In Stallhofen stand seit 5.30 Uhr am Dienstagmorgen der Keller eines Einfamilienhauses in Brand. Hackgut einer Hackschnitzelheizung in dem Keller hatte Feuer gefangen. Ein Nachbar bemerkte die starke Rauchentwicklung in den Morgenstunden und verständigte den Besitzer. Dieser alarmierte die Feuerwehr.

64 Kameraden im Einsatz

Rupert Preglau, Kommandant der Feuerwehr Stallhofen, bestätigt, dass die Kameraden in den Vormittagsstunden den Brand unter Kontrolle bringen konnten. Preglau hatte sofort weitere Feuerwehren aus der Umgebung alarmiert: So waren die Feuerwehren Stallhofen, Södingberg, St. Bartholomä/St. Oswald, Stiwoll und Steinberg mit insgesamt 64 Personen im Einsatz.

"Es war körperlich ein sehr fordernder Einsatz", schildert Preglau. Der Raum im Keller war stark von Rauch kontaminiert, was die Lungen der Kameraden stark belastet hat.

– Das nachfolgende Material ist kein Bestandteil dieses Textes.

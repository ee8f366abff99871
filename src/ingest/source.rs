//! Where partitions come from and how their bytes are retrieved.

use async_trait::async_trait;
use bytes::Bytes;
use flate2::read::GzDecoder;
use std::fmt;
use std::io::{Cursor, Read};
use std::path::{Path, PathBuf};
use tracing::debug;
use zip::ZipArchive;

use crate::error::{AnalysisError, Result};

/// One period's worth of trips: a local CSV file or an HTTP(S) URL.
#[derive(Debug, Clone, PartialEq, Eq)]
pub enum PartitionSource {
    File(PathBuf),
    Url(String),
}

impl PartitionSource {
    /// Interprets a CLI argument: anything starting with `http` is a URL.
    pub fn parse(arg: &str) -> Self {
        if is_url(arg) {
            PartitionSource::Url(arg.to_string())
        } else {
            PartitionSource::File(PathBuf::from(arg))
        }
    }

    /// Short label used in logs and error messages (the file name).
    pub fn name(&self) -> String {
        match self {
            PartitionSource::File(path) => path
                .file_name()
                .map(|n| n.to_string_lossy().into_owned())
                .unwrap_or_else(|| path.display().to_string()),
            PartitionSource::Url(url) => url
                .rsplit('/')
                .find(|seg| !seg.is_empty())
                .unwrap_or(url.as_str())
                .to_string(),
        }
    }

    /// Packing inferred from the file extension.
    pub fn packing(&self) -> Packing {
        let raw = match self {
            PartitionSource::File(path) => path.to_string_lossy().to_ascii_lowercase(),
            PartitionSource::Url(url) => url
                .split('?')
                .next()
                .unwrap_or(url.as_str())
                .to_ascii_lowercase(),
        };
        if raw.ends_with(".gz") {
            Packing::Gzip
        } else if raw.ends_with(".zip") {
            Packing::Zip
        } else {
            Packing::Plain
        }
    }
}

/// How a partition's CSV text is stored.
#[derive(Debug, Clone, Copy, PartialEq, Eq)]
pub enum Packing {
    Plain,
    Gzip,
    /// A zip archive holding the month's CSV, as published by the operator.
    Zip,
}

fn is_url(arg: &str) -> bool {
    arg.starts_with("http://") || arg.starts_with("https://")
}

impl fmt::Display for PartitionSource {
    fn fmt(&self, f: &mut fmt::Formatter<'_>) -> fmt::Result {
        match self {
            PartitionSource::File(path) => write!(f, "{}", path.display()),
            PartitionSource::Url(url) => f.write_str(url),
        }
    }
}

/// Expands CLI inputs into partition sources.
///
/// Directories contribute their `*.csv`, `*.csv.gz` and `*.zip` files sorted by name,
/// so monthly dumps named `YYYYMM-...` come out in calendar order.
pub fn expand_sources(args: &[String]) -> Result<Vec<PartitionSource>> {
    let mut sources = Vec::new();
    for arg in args {
        let path = Path::new(arg);
        if !is_url(arg) && path.is_dir() {
            let mut files: Vec<PathBuf> = std::fs::read_dir(path)?
                .filter_map(|entry| entry.ok().map(|e| e.path()))
                .filter(|p| p.is_file() && is_partition_file(p))
                .collect();
            files.sort();
            debug!(dir = %path.display(), files = files.len(), "Expanded partition directory");
            sources.extend(files.into_iter().map(PartitionSource::File));
        } else {
            sources.push(PartitionSource::parse(arg));
        }
    }
    Ok(sources)
}

fn is_partition_file(path: &Path) -> bool {
    let name = path.to_string_lossy().to_ascii_lowercase();
    name.ends_with(".csv") || name.ends_with(".csv.gz") || name.ends_with(".zip")
}

/// Retrieves the raw bytes of a partition.
#[async_trait]
pub trait PartitionFetcher: Send + Sync {
    async fn fetch(&self, source: &PartitionSource) -> Result<Bytes>;
}

/// Reads local files from disk and downloads URLs with `reqwest`.
pub struct DefaultFetcher(reqwest::Client);

impl DefaultFetcher {
    pub fn new() -> Self {
        Self(reqwest::Client::new())
    }

    async fn download(&self, url: &str) -> reqwest::Result<Bytes> {
        self.0.get(url).send().await?.error_for_status()?.bytes().await
    }
}

impl Default for DefaultFetcher {
    fn default() -> Self {
        Self::new()
    }
}

#[async_trait]
impl PartitionFetcher for DefaultFetcher {
    async fn fetch(&self, source: &PartitionSource) -> Result<Bytes> {
        match source {
            PartitionSource::File(path) => Ok(Bytes::from(tokio::fs::read(path).await?)),
            PartitionSource::Url(url) => {
                self.download(url)
                    .await
                    .map_err(|e| AnalysisError::Fetch {
                        source_name: source.name(),
                        message: e.to_string(),
                    })
            }
        }
    }
}

/// Returns the CSV text of a partition, unpacking gzip and zip sources.
pub fn decode(source: &PartitionSource, raw: Bytes) -> Result<Bytes> {
    match source.packing() {
        Packing::Plain => Ok(raw),
        Packing::Gzip => {
            let mut out = Vec::with_capacity(raw.len() * 4);
            GzDecoder::new(raw.as_ref()).read_to_end(&mut out)?;
            Ok(Bytes::from(out))
        }
        Packing::Zip => unzip_csv(source, &raw).map(Bytes::from),
    }
}

/// Reads the first `.csv` entry of a zip archive, skipping directories and
/// macOS resource forks.
fn unzip_csv(source: &PartitionSource, raw: &[u8]) -> Result<Vec<u8>> {
    let mut archive = ZipArchive::new(Cursor::new(raw))?;
    for i in 0..archive.len() {
        let mut entry = archive.by_index(i)?;
        let name = entry.name().to_ascii_lowercase();
        if entry.is_dir() || name.starts_with("__macosx/") || !name.ends_with(".csv") {
            continue;
        }
        debug!(entry = entry.name(), size = entry.size(), "Unpacking zip entry");
        let mut out = Vec::with_capacity(entry.size() as usize);
        entry.read_to_end(&mut out)?;
        return Ok(out);
    }
    Err(AnalysisError::EmptyArchive {
        partition: source.name(),
    })
}

#[cfg(test)]
mod tests {
    use super::*;
    use flate2::Compression;
    use flate2::write::GzEncoder;
    use std::io::Write;
    use zip::write::SimpleFileOptions;
    use zip::{CompressionMethod, ZipWriter};

    fn zipped(entries: &[(&str, &[u8])]) -> Vec<u8> {
        let mut zip = ZipWriter::new(Cursor::new(Vec::new()));
        let options = SimpleFileOptions::default().compression_method(CompressionMethod::Deflated);
        for (name, body) in entries {
            zip.start_file(*name, options).unwrap();
            zip.write_all(body).unwrap();
        }
        zip.finish().unwrap().into_inner()
    }

    #[test]
    fn test_parse_distinguishes_urls() {
        assert_eq!(
            PartitionSource::parse("https://example.org/201501-citibike-tripdata.csv"),
            PartitionSource::Url("https://example.org/201501-citibike-tripdata.csv".into())
        );
        assert_eq!(
            PartitionSource::parse("data/201501.csv"),
            PartitionSource::File(PathBuf::from("data/201501.csv"))
        );
    }

    #[test]
    fn test_name_is_last_path_segment() {
        let src = PartitionSource::parse("https://example.org/trips/201502.csv.gz");
        assert_eq!(src.name(), "201502.csv.gz");
        assert_eq!(src.packing(), Packing::Gzip);

        let src = PartitionSource::parse("/tmp/x/201503.csv");
        assert_eq!(src.name(), "201503.csv");
        assert_eq!(src.packing(), Packing::Plain);

        let src = PartitionSource::parse("https://s3.amazonaws.com/tripdata/201504-citibike-tripdata.zip");
        assert_eq!(src.name(), "201504-citibike-tripdata.zip");
        assert_eq!(src.packing(), Packing::Zip);
    }

    #[test]
    fn test_decode_reads_csv_entry_from_zip() {
        let archive = zipped(&[
            ("__MACOSX/._201501-citibike-tripdata.csv", &b"junk"[..]),
            ("201501-citibike-tripdata.csv", &b"tripduration\n42\n"[..]),
        ]);
        let src = PartitionSource::parse("201501-citibike-tripdata.zip");
        let text = decode(&src, Bytes::from(archive)).unwrap();
        assert_eq!(text.as_ref(), b"tripduration\n42\n");
    }

    #[test]
    fn test_decode_zip_without_csv_fails() {
        let archive = zipped(&[("README.txt", &b"nothing here"[..])]);
        let src = PartitionSource::parse("201501-citibike-tripdata.zip");
        let err = decode(&src, Bytes::from(archive)).unwrap_err();
        assert!(matches!(err, AnalysisError::EmptyArchive { partition } if partition == "201501-citibike-tripdata.zip"));
    }

    #[test]
    fn test_decode_inflates_gzip() {
        let mut encoder = GzEncoder::new(Vec::new(), Compression::default());
        encoder.write_all(b"tripduration\n42\n").unwrap();
        let compressed = encoder.finish().unwrap();

        let src = PartitionSource::parse("201501.csv.gz");
        let text = decode(&src, Bytes::from(compressed)).unwrap();
        assert_eq!(text.as_ref(), b"tripduration\n42\n");
    }

    #[test]
    fn test_decode_passes_plain_csv_through() {
        let src = PartitionSource::parse("201501.csv");
        let text = decode(&src, Bytes::from_static(b"a,b\n")).unwrap();
        assert_eq!(text.as_ref(), b"a,b\n");
    }

    #[test]
    fn test_expand_sources_sorts_directory_entries() {
        let dir = tempfile::tempdir().unwrap();
        for name in ["201502.csv", "201501.csv.gz", "notes.txt", "201503.csv", "201504.zip"] {
            std::fs::write(dir.path().join(name), b"").unwrap();
        }
        let args = vec![dir.path().display().to_string()];
        let names: Vec<String> = expand_sources(&args)
            .unwrap()
            .iter()
            .map(PartitionSource::name)
            .collect();
        assert_eq!(
            names,
            vec!["201501.csv.gz", "201502.csv", "201503.csv", "201504.zip"]
        );
    }

    #[test]
    fn test_expand_sources_treats_http_prefixed_dir_as_local() {
        let root = tempfile::tempdir().unwrap();
        let dir = root.path().join("http_dumps");
        std::fs::create_dir(&dir).unwrap();
        std::fs::write(dir.join("201501.csv"), b"").unwrap();

        let args = vec![dir.display().to_string()];
        let sources = expand_sources(&args).unwrap();
        assert_eq!(sources, vec![PartitionSource::File(dir.join("201501.csv"))]);
    }
}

Die eingesetzten Atemschutztrupps mussten sich immer wieder abwechseln, um das angebrannte Hackgut ins Freie zu befördern. Die Feuerwehr Steinberg füllte rund 37 Atemschutzflaschen nach, um weitere Ressourcen bereitzustellen.

Wie die Brandursachenermittlung ergab, gerieten durch einen Rückbrand aus der Brennkammer über die Zubringerförderschnecken Teile des Heizmaterials (Hackschnitzel) in Brand. Die Polizei schätzt den Schaden auf mehrere Tausend Euro.

Keine Verletzten

Verletzt wurde bei dem Feuer niemand, bestätigt das Rote Kreuz Voitsberg-Köflach. Jedoch war in den Morgenstunden ein Einsatzfahrzeug als "Brandambulanz" vor Ort, um im Notfall verletzten Feuerwehrkameraden zu helfen.